• About this exercise: Return, exactly and in full, the lines of the records below starting at the one with "use crate::response::TradeOffer;" and ending at the one with "call are sent.", and no other lines.

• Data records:
*** Begin section ***

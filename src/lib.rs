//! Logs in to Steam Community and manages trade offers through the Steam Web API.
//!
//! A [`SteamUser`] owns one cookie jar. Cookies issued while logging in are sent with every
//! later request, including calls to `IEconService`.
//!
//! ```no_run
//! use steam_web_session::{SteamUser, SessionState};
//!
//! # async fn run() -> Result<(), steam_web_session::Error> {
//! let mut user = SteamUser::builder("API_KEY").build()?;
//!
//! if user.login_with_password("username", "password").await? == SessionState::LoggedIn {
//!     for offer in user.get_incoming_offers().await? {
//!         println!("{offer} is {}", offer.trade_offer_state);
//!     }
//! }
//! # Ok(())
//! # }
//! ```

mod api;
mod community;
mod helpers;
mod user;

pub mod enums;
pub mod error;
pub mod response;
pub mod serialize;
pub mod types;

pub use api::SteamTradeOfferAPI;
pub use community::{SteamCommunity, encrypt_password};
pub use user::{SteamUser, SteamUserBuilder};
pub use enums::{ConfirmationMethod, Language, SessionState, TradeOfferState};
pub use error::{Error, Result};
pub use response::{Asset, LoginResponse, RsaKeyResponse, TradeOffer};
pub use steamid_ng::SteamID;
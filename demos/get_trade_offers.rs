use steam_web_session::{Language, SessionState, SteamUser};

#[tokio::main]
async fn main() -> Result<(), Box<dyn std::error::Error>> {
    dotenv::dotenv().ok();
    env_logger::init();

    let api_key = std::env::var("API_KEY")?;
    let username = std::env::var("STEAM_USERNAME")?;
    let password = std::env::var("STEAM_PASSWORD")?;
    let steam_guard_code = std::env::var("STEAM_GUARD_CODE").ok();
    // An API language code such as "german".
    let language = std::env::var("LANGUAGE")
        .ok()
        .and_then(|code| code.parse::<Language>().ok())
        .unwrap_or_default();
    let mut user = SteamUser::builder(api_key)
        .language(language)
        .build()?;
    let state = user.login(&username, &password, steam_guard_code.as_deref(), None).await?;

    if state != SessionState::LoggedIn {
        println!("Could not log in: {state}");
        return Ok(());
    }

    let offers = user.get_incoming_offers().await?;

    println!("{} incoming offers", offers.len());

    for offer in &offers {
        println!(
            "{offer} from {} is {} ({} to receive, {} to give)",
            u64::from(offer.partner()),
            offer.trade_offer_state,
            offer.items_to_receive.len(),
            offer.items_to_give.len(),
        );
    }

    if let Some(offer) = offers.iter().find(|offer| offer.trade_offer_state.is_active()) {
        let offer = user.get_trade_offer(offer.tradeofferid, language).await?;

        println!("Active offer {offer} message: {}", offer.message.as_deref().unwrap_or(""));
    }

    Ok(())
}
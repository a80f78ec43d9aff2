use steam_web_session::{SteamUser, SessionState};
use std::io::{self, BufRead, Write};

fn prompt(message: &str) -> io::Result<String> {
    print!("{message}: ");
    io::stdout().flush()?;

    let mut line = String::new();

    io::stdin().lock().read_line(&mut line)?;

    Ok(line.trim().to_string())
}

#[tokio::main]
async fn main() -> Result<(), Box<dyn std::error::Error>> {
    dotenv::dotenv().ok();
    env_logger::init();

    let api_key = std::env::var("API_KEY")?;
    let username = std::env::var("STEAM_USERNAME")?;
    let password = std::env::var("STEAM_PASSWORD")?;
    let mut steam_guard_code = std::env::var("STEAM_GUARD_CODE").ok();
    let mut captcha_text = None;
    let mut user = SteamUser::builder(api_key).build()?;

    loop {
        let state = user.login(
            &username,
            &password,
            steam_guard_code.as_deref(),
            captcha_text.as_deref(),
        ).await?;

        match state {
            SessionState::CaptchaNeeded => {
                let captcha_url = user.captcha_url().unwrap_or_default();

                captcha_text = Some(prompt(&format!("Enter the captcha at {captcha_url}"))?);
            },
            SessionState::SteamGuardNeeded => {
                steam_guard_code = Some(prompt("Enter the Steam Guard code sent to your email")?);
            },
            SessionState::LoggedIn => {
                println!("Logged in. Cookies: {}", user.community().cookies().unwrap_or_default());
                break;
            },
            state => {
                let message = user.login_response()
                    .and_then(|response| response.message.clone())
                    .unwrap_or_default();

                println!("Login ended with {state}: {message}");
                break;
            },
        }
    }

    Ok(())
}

*** End section ***
*** Begin section ***

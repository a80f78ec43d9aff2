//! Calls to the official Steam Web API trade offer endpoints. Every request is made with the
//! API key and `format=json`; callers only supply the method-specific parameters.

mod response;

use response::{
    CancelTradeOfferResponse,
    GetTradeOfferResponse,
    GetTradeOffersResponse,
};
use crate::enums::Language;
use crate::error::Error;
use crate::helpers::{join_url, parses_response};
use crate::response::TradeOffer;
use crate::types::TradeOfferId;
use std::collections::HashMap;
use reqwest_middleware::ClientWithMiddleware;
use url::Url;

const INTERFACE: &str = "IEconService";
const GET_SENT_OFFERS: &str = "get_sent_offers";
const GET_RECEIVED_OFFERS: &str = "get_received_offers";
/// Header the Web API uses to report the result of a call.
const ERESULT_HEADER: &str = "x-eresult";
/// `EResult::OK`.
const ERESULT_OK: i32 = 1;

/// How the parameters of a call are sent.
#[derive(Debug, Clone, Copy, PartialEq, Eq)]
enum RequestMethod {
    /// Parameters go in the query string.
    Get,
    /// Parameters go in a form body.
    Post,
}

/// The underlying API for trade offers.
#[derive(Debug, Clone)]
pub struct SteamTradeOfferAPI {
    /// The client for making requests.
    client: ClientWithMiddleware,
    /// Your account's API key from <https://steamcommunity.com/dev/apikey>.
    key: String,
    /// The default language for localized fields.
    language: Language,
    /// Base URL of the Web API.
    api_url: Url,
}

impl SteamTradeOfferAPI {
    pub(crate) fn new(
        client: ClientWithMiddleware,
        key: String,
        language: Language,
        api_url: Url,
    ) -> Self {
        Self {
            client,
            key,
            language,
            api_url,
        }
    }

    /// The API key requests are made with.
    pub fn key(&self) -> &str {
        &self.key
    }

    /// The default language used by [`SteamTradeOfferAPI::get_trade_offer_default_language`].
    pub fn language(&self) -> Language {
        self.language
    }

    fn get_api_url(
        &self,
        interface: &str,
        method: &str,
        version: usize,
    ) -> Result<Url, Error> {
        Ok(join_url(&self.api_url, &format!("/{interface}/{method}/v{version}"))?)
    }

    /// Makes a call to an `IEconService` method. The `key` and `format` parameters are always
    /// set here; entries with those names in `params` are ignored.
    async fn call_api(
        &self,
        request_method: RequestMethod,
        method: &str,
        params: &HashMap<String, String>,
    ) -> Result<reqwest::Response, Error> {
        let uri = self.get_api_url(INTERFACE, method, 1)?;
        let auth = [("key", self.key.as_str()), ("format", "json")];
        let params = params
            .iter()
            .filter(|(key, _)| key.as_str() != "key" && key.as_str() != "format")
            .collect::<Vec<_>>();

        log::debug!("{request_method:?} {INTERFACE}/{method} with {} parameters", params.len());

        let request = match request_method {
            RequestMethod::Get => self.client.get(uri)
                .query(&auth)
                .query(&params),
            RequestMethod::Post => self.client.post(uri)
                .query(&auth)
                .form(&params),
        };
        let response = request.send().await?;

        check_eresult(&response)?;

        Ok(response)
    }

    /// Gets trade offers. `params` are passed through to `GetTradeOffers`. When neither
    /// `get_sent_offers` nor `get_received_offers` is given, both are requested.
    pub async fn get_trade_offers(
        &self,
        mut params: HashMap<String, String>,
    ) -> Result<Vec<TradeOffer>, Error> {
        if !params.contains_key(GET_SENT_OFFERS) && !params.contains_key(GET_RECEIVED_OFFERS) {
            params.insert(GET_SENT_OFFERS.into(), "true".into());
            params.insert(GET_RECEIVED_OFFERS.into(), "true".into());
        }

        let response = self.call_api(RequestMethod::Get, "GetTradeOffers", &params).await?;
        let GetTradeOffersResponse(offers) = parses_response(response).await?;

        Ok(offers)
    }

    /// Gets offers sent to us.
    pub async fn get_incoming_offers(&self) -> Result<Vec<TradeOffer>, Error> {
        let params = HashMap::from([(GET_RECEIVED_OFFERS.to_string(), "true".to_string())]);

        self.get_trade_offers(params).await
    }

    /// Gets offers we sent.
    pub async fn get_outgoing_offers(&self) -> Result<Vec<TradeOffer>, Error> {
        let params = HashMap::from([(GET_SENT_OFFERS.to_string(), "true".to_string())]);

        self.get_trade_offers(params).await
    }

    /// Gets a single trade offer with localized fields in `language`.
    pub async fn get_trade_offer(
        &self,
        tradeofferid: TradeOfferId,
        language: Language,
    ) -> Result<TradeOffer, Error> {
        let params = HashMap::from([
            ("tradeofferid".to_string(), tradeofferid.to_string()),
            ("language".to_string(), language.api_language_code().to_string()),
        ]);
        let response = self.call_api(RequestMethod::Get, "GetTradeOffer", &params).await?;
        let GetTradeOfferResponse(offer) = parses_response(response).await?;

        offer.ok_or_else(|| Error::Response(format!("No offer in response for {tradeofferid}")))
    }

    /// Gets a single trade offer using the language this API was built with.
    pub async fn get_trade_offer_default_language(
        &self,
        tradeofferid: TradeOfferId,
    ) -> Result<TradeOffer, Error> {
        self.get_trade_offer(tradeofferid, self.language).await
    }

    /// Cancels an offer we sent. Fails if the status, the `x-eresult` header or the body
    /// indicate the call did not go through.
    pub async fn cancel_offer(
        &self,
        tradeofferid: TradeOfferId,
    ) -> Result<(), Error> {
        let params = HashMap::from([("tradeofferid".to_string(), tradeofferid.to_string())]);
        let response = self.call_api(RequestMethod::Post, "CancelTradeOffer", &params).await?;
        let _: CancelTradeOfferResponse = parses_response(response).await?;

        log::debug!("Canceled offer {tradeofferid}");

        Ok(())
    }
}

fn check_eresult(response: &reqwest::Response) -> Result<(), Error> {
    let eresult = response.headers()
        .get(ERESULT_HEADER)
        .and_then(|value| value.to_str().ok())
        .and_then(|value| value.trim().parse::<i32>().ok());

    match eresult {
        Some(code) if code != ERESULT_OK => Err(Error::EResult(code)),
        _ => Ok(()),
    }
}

*** End section ***
*** Begin section ***

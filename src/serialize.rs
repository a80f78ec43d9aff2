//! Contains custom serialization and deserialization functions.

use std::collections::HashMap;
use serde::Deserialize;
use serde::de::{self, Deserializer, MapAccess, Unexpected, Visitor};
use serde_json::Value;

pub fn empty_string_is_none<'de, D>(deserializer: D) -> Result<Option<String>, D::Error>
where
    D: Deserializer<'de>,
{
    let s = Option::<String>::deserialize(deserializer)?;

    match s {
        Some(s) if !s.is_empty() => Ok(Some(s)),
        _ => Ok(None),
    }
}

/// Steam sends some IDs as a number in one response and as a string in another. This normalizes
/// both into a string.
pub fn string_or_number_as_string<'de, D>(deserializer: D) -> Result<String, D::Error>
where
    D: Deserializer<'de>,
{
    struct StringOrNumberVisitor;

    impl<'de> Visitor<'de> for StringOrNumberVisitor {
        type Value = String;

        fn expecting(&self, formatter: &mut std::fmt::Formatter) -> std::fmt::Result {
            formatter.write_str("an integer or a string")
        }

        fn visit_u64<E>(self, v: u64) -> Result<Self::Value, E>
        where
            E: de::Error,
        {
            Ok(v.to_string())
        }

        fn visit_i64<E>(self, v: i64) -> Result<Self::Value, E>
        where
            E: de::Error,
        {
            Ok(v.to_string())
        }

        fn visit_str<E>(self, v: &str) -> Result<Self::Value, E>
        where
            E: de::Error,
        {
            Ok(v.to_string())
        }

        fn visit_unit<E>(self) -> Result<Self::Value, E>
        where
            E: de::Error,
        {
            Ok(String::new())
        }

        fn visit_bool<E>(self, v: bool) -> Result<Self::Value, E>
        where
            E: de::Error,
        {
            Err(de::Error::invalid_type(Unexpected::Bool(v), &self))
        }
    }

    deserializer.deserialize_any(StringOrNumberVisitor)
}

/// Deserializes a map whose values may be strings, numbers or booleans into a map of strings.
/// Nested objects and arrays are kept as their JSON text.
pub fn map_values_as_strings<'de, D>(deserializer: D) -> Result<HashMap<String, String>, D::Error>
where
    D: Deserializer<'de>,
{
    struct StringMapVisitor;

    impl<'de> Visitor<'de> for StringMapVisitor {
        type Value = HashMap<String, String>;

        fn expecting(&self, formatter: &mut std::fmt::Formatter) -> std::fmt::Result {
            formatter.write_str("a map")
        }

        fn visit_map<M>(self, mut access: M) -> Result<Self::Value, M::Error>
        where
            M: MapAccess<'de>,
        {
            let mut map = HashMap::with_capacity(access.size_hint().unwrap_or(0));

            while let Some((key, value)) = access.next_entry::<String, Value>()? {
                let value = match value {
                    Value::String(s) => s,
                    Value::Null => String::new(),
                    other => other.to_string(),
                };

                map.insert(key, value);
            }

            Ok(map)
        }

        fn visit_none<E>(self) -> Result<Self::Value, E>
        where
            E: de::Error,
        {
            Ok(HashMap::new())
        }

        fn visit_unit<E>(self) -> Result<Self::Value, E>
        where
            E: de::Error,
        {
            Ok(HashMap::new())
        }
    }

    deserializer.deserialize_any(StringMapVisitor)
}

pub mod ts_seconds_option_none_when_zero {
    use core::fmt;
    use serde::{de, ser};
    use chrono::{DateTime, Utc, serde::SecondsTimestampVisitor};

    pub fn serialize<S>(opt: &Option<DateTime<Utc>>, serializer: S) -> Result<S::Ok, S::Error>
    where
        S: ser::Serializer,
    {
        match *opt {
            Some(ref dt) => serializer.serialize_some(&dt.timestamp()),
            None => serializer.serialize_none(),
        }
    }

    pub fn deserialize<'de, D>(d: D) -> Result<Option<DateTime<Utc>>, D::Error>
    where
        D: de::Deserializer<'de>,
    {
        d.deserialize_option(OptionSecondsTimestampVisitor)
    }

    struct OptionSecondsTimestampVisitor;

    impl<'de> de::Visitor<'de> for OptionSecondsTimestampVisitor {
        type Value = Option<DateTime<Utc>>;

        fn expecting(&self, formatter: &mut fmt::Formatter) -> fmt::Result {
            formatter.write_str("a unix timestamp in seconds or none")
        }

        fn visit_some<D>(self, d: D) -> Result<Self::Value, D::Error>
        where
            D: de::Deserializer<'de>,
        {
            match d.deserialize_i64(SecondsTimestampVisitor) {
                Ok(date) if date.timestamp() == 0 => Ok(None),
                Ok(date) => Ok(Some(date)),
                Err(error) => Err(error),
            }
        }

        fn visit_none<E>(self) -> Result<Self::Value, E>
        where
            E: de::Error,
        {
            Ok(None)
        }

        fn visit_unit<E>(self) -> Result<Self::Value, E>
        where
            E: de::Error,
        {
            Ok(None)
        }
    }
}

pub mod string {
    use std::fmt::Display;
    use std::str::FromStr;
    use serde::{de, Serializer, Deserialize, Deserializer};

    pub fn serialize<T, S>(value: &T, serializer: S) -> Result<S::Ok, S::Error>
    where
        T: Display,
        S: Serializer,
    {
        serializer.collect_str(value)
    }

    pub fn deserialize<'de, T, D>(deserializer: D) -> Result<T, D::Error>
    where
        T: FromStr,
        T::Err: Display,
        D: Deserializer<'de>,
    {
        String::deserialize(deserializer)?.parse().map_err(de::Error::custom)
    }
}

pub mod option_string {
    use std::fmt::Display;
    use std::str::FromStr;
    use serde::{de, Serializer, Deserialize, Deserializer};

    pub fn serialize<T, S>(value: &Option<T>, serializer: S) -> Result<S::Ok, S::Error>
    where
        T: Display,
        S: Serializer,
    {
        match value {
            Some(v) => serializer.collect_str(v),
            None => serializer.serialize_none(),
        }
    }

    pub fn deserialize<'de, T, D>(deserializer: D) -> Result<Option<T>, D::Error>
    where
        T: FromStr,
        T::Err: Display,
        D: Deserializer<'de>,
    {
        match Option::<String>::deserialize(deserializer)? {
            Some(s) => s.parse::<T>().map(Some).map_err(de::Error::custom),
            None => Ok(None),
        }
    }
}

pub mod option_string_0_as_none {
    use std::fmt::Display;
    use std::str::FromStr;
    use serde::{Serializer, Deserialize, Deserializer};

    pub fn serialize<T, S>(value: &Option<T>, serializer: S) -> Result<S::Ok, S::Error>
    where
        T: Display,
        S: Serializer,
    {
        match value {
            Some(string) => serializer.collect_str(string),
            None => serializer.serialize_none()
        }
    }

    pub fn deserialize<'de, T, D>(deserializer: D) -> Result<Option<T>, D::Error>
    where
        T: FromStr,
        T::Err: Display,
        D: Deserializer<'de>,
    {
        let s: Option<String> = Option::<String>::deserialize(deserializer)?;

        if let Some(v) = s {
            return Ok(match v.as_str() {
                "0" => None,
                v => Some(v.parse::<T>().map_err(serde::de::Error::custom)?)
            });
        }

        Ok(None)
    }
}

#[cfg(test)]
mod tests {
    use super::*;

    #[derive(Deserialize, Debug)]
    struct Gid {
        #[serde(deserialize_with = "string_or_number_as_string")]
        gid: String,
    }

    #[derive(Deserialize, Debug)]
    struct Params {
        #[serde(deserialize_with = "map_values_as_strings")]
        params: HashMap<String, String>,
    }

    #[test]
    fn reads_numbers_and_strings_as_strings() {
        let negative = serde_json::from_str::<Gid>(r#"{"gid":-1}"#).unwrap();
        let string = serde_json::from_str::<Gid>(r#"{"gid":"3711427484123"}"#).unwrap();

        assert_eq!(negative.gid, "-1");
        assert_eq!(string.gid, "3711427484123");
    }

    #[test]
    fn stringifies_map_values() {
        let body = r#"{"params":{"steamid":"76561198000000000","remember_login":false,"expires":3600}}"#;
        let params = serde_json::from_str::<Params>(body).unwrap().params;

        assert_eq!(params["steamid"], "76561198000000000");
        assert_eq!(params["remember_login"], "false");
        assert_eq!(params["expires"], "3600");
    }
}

*** End section ***

• Task answer:
use crate::response::TradeOffer;
use crate::types::TradeOfferId;
use std::collections::HashMap;
use reqwest_middleware::ClientWithMiddleware;
use url::Url;

const INTERFACE: &str = "IEconService";
const GET_SENT_OFFERS: &str = "get_sent_offers";
const GET_RECEIVED_OFFERS: &str = "get_received_offers";
/// Header the Web API uses to report the result of a call.
const ERESULT_HEADER: &str = "x-eresult";
/// `EResult::OK`.
const ERESULT_OK: i32 = 1;

/// How the parameters of a call are sent.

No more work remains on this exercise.